The Surprise Question has been an interesting area of study for some time now. The idea is to ask whether a clinician, “Would you be surprised if this patient died in the next year?” The original intention was to help motivate an advance care planning conversation when the question was answered in the negative (“I would not be surprised…”).

There has also been a good deal of work measuring the operating characteristics (aka, sensitivity and specificity) of these “test” when employed by various types of clinicians unto various types of patients.

A recent such effort was recently published by our friend, colleague, and collaborator, Benzi Kluger (and colleagues), currently available as a “pre-proof” in JPSM for patients with Parkinson’s Disease. (See also a meta-analysis from 2022 in Pall Med)

In their population the mortality rate at one year was ~10% and they measured a sensitivity and specificity of 81% and 59%, respectively…leading to a Positive Predictive Value (PPV) of 18% and Negative Predictive Value (NPV) of 96%.
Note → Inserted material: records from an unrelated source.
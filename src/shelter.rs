/*
 * This source code is licensed under the Business Source License 1.1.
 * See LICENSE in the root directory for full details.
 */

//! The shelter: registration, the care-cycle state machine, and directive
//! distribution.
//!
//! # Care cycle
//!
//! ```text
//! Idle → AwaitingCare → AwaitingEmotion → ClimateUpdated → Idle
//! ```
//!
//! - **AwaitingCare**: one [`CareEvent`] from a registered guardian to a
//!   registered seedling.
//! - **AwaitingEmotion**: one [`EmotionEvent`] from the seedling the care
//!   targeted. A missing response becomes calm at intensity 0.
//! - **ClimateUpdated**: the engine applies care then emotion, the directive
//!   goes to both agents, and the cycle record enters the recent window.
//!
//! The whole cycle runs inside [`Shelter::run_cycle`]. Between calls the
//! machine is always `Idle`.
//!
//! # Invariants
//!
//! - Every rejection happens before the climate or any agent is mutated.
//! - A cycle that ends in breach notifies both agents and leaves the
//!   seedling's growth unchanged.
//! - Shelters share nothing; independent relationships may run side by side.
//!
//! # Protection level
//!
//! The boundary policy can be tightened between cycles.
//! [`Shelter::activate_shelter_mode`] raises the safety floor by
//! [`SHELTER_MODE_STEP`] once; [`Shelter::update_safety_floor`] sets it
//! directly. Both re-evaluate the standing directive against the current
//! climate. Agents see the new limits at the end of the next cycle.

use hashbrown::hash_map::Entry;
use hashbrown::HashMap;
use heapless::HistoryBuffer;

use crate::boundary::{AdjustmentDirective, BoundaryBreach, BoundaryPolicy};
use crate::climate::ClimateState;
use crate::engine::{ClimateEngine, EngineConfig};
use crate::error::{check_intensity, InvalidEvent, ShelterError};
use crate::event::{CareEvent, EmotionEvent};
use crate::guardian::Guardian;
use crate::ids::{AgentRef, GuardianId, SeedlingId};
use crate::seedling::Seedling;
use crate::summary::{ClimateSummary, CycleRecord};

/// Number of recent cycles kept for [`Shelter::emotional_summary`].
pub const HISTORY_WINDOW: usize = 32;

/// Safety-floor increase applied by [`Shelter::activate_shelter_mode`].
pub const SHELTER_MODE_STEP: f32 = 0.1;

// ─── CyclePhase ─────────────────────────────────────────────────────────────

/// Position in the care-cycle state machine.
#[derive(Clone, Copy, Debug, PartialEq, Eq)]
#[cfg_attr(feature = "serde", derive(serde::Serialize, serde::Deserialize))]
pub enum CyclePhase {
    /// No cycle in progress.
    Idle,
    /// Waiting for the guardian's care event.
    AwaitingCare,
    /// Waiting for the targeted seedling's emotion event.
    AwaitingEmotion,
    /// Climate updated; directives being distributed.
    ClimateUpdated,
}

// ─── ShelterConfig ──────────────────────────────────────────────────────────

/// Everything tunable about a shelter.
#[derive(Clone, Copy, Debug, Default, PartialEq)]
#[cfg_attr(feature = "serde", derive(serde::Serialize, serde::Deserialize))]
#[cfg_attr(feature = "serde", serde(default))]
pub struct ShelterConfig {
    /// Transition gains.
    pub engine: EngineConfig,
    /// Safety thresholds.
    pub policy: BoundaryPolicy,
    /// Climate at construction.
    pub initial_climate: ClimateState,
}

// ─── Shelter ────────────────────────────────────────────────────────────────

/// Container of one care relationship and its climate.
pub struct Shelter {
    name: String,
    engine: ClimateEngine,
    guardians: HashMap<GuardianId, Guardian>,
    seedlings: HashMap<SeedlingId, Seedling>,
    phase: CyclePhase,
    standing: AdjustmentDirective,
    recent: HistoryBuffer<CycleRecord, HISTORY_WINDOW>,
    last_breach: Option<BoundaryBreach>,
    shelter_mode: bool,
}

impl Shelter {
    /// Create a shelter with the default configuration.
    pub fn new(name: impl Into<String>) -> Self {
        Self::with_config(name, ShelterConfig::default())
    }

    /// Create a shelter from an explicit configuration.
    ///
    /// The standing directive is evaluated from the initial climate.
    pub fn with_config(name: impl Into<String>, config: ShelterConfig) -> Self {
        let engine = ClimateEngine::new(config.engine, config.policy, config.initial_climate);
        let standing = engine.directive();
        Self {
            name: name.into(),
            engine,
            guardians: HashMap::new(),
            seedlings: HashMap::new(),
            phase: CyclePhase::Idle,
            standing,
            recent: HistoryBuffer::new(),
            last_breach: None,
            shelter_mode: false,
        }
    }

    // ── Registration ───────────────────────────────────────────────────────

    /// Register a guardian. Fails if a guardian with the same id is already present.
    pub fn add_guardian(&mut self, guardian: Guardian) -> Result<GuardianId, ShelterError> {
        let id = guardian.id();
        match self.guardians.entry(id) {
            Entry::Occupied(_) => Err(ShelterError::AlreadyRegistered(AgentRef::Guardian(id))),
            Entry::Vacant(slot) => {
                tracing::debug!(shelter = %self.name, guardian = %id, name = guardian.name(), "guardian registered");
                slot.insert(guardian);
                Ok(id)
            }
        }
    }

    /// Register a seedling. Fails if a seedling with the same id is already present.
    pub fn add_seedling(&mut self, seedling: Seedling) -> Result<SeedlingId, ShelterError> {
        let id = seedling.id();
        match self.seedlings.entry(id) {
            Entry::Occupied(_) => Err(ShelterError::AlreadyRegistered(AgentRef::Seedling(id))),
            Entry::Vacant(slot) => {
                tracing::debug!(shelter = %self.name, seedling = %id, name = seedling.name(), "seedling registered");
                slot.insert(seedling);
                Ok(id)
            }
        }
    }

    // ── Cycle driving ──────────────────────────────────────────────────────

    /// Run one full care cycle.
    ///
    /// `emotion = None` stands for a seedling that did not answer; the
    /// neutral event (calm, intensity 0) is used in its place. Returns the
    /// new directive, which is also handed to both agents.
    ///
    /// # Errors
    ///
    /// - [`ShelterError::UnregisteredAgent`] when the care source or the
    ///   emotion source was never added.
    /// - [`ShelterError::InvalidEvent`] for an intensity outside [0, 1], an
    ///   unknown care target, or an emotion from a seedling other than the target.
    ///
    /// On error nothing changes.
    pub fn run_cycle(
        &mut self,
        care: CareEvent,
        emotion: Option<EmotionEvent>,
    ) -> Result<AdjustmentDirective, ShelterError> {
        let result = self.drive_cycle(care, emotion);
        self.transition(CyclePhase::Idle);
        if let Err(err) = &result {
            tracing::debug!(shelter = %self.name, %err, "care cycle rejected");
        }
        result
    }

    fn drive_cycle(
        &mut self,
        care: CareEvent,
        emotion: Option<EmotionEvent>,
    ) -> Result<AdjustmentDirective, ShelterError> {
        self.transition(CyclePhase::AwaitingCare);
        self.accept_care(&care)?;

        self.transition(CyclePhase::AwaitingEmotion);
        let implicit_emotion = emotion.is_none();
        let emotion =
            emotion.unwrap_or_else(|| EmotionEvent::neutral(care.target_id, care.timestamp));
        self.accept_emotion(&care, &emotion)?;

        self.transition(CyclePhase::ClimateUpdated);
        let directive = self.engine.commit_cycle(&care, &emotion)?;
        let climate = self.engine.state();
        self.distribute(&care, &emotion, &directive, &climate);

        self.recent.write(CycleRecord {
            cycle: climate.cycle_count,
            care_intensity: care.intensity,
            emotion_kind: emotion.emotion_kind,
            emotion_intensity: emotion.intensity,
            implicit_emotion,
            verdict: directive.safety_verdict,
            climate,
        });
        self.standing = directive;

        tracing::debug!(
            shelter = %self.name,
            cycle = climate.cycle_count,
            trust = climate.trust,
            care_quality = climate.care_quality,
            safety = climate.safety,
            verdict = %directive.safety_verdict,
            "care cycle complete"
        );
        Ok(directive)
    }

    fn accept_care(&self, care: &CareEvent) -> Result<(), ShelterError> {
        if !self.guardians.contains_key(&care.source_id) {
            return Err(ShelterError::UnregisteredAgent(AgentRef::Guardian(care.source_id)));
        }
        check_intensity(care.intensity)?;
        if !self.seedlings.contains_key(&care.target_id) {
            return Err(InvalidEvent::UnknownTarget(care.target_id).into());
        }
        Ok(())
    }

    fn accept_emotion(&self, care: &CareEvent, emotion: &EmotionEvent) -> Result<(), ShelterError> {
        if !self.seedlings.contains_key(&emotion.source_id) {
            return Err(ShelterError::UnregisteredAgent(AgentRef::Seedling(emotion.source_id)));
        }
        if emotion.source_id != care.target_id {
            return Err(InvalidEvent::EmotionSourceMismatch {
                expected: care.target_id,
                actual: emotion.source_id,
            }
            .into());
        }
        check_intensity(emotion.intensity)?;
        Ok(())
    }

    fn distribute(
        &mut self,
        care: &CareEvent,
        emotion: &EmotionEvent,
        directive: &AdjustmentDirective,
        climate: &ClimateState,
    ) {
        let notice = directive
            .is_breach()
            .then(|| self.engine.policy().breach_notice(climate));

        if let Some(guardian) = self.guardians.get_mut(&care.source_id) {
            guardian.receive_feedback(emotion);
            guardian.adjust_support(directive, climate);
            if let Some(notice) = &notice {
                guardian.notify_breach(notice);
            }
        }

        if let Some(seedling) = self.seedlings.get_mut(&emotion.source_id) {
            seedling.feel(emotion);
            match &notice {
                Some(notice) => {
                    seedling.withhold_growth(directive);
                    seedling.notify_breach(notice);
                }
                None => {
                    seedling.learn_from(directive);
                }
            }
        }

        if let Some(notice) = notice {
            tracing::warn!(
                shelter = %self.name,
                cycle = notice.cycle,
                safety = notice.safety,
                floor = notice.safety_floor,
                "boundary breach"
            );
            self.last_breach = Some(notice);
        }
    }

    fn transition(&mut self, next: CyclePhase) {
        tracing::trace!(shelter = %self.name, from = ?self.phase, to = ?next, "cycle phase");
        self.phase = next;
    }

    // ── Protection level ───────────────────────────────────────────────────

    /// Enter shelter mode: raise the safety floor by [`SHELTER_MODE_STEP`]
    /// (capped at 1.0).
    ///
    /// Returns `false` and changes nothing if shelter mode is already active.
    pub fn activate_shelter_mode(&mut self) -> bool {
        if self.shelter_mode {
            return false;
        }
        let policy = *self.engine.policy();
        let raised = policy.with_safety_floor(policy.safety_floor + SHELTER_MODE_STEP);
        self.shelter_mode = true;
        self.replace_policy(raised);
        tracing::info!(
            shelter = %self.name,
            from = policy.safety_floor,
            to = raised.safety_floor,
            "shelter mode activated"
        );
        true
    }

    /// Set the safety floor, clamped into [0.0, 1.0]. Returns the previous floor.
    ///
    /// # Errors
    ///
    /// [`ShelterError::InvalidThreshold`] for NaN or infinite input. Nothing changes.
    pub fn update_safety_floor(&mut self, safety_floor: f32) -> Result<f32, ShelterError> {
        if !safety_floor.is_finite() {
            return Err(ShelterError::InvalidThreshold { value: safety_floor });
        }
        let policy = *self.engine.policy();
        let updated = policy.with_safety_floor(safety_floor);
        self.replace_policy(updated);
        tracing::debug!(
            shelter = %self.name,
            from = policy.safety_floor,
            to = updated.safety_floor,
            "safety floor updated"
        );
        Ok(policy.safety_floor)
    }

    fn replace_policy(&mut self, policy: BoundaryPolicy) {
        self.standing = self.engine.set_policy(policy);
    }

    // ── Inspection ─────────────────────────────────────────────────────────

    /// Shelter name.
    pub fn name(&self) -> &str {
        &self.name
    }

    /// Copy of the current climate.
    pub fn climate_snapshot(&self) -> ClimateState {
        self.engine.state()
    }

    /// Current state-machine phase. Always [`CyclePhase::Idle`] between calls.
    pub fn phase(&self) -> CyclePhase {
        self.phase
    }

    /// Directive from the last completed cycle, or from the initial climate.
    pub fn standing_directive(&self) -> AdjustmentDirective {
        self.standing
    }

    /// Most recent breach notice.
    pub fn last_breach(&self) -> Option<&BoundaryBreach> {
        self.last_breach.as_ref()
    }

    /// The boundary policy in force.
    pub fn policy(&self) -> &BoundaryPolicy {
        self.engine.policy()
    }

    /// `true` once [`Shelter::activate_shelter_mode`] has run.
    pub fn shelter_mode_active(&self) -> bool {
        self.shelter_mode
    }

    /// A registered guardian.
    pub fn guardian(&self, id: &GuardianId) -> Option<&Guardian> {
        self.guardians.get(id)
    }

    /// A registered seedling.
    pub fn seedling(&self, id: &SeedlingId) -> Option<&Seedling> {
        self.seedlings.get(id)
    }

    /// All registered guardians, in no particular order.
    pub fn guardians(&self) -> impl Iterator<Item = &Guardian> {
        self.guardians.values()
    }

    /// All registered seedlings, in no particular order.
    pub fn seedlings(&self) -> impl Iterator<Item = &Seedling> {
        self.seedlings.values()
    }

    /// Recent cycle records, oldest first, at most [`HISTORY_WINDOW`].
    pub fn recent_cycles(&self) -> impl Iterator<Item = &CycleRecord> {
        self.recent.oldest_ordered()
    }

    /// Digest of the recent-cycle window.
    pub fn emotional_summary(&self) -> ClimateSummary {
        ClimateSummary::from_records(self.recent.oldest_ordered(), self.engine.state())
    }
}

impl core::fmt::Debug for Shelter {
    fn fmt(&self, f: &mut core::fmt::Formatter<'_>) -> core::fmt::Result {
        f.debug_struct("Shelter")
            .field("name", &self.name)
            .field("climate", &self.engine.state())
            .field("phase", &self.phase)
            .field("shelter_mode", &self.shelter_mode)
            .field("guardians", &self.guardians.len())
            .field("seedlings", &self.seedlings.len())
            .field("recent_cycles", &self.recent.len())
            .finish()
    }
}

// ─── Tests ──────────────────────────────────────────────────────────────────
We will admit that the Yes/No –> PPV/NVP is potentially confusing, just on a linguistic level. So, unless we’re getting it backwards…it seems that if a clinician in the study answered…

  • “No, I would not be surprised…” then the likelihood of death in the next year of 18% (relative to 10% for the entire population)
  • “Yes, I would be surprised…” then the likelihood of being alive one year later is 96% (relative to 90% for the entire population)

So, how useful is this test. Well, before we ask the clinician anything, we know that the risk of death in the next year (in this population) is 10%.

  • The answer of “No” (not surprised) increases a patient’s apparent risk to 18%, up 8 percentage points.
  • The answer of “Yes” (surprised) decreases a patients apparent risk to 4%, down 6 percentage points.

We might also be interested in how the Surprise Question (SQ) in PD fares relative to other diseases. The meta-analysis linked above (and here) provides very nice graphs to help us visualize the SQ’s aggregate performance in a variety of disease types…

We’d say the performance in PD is pretty close to in line with other contexts. Thank you Benzi et al!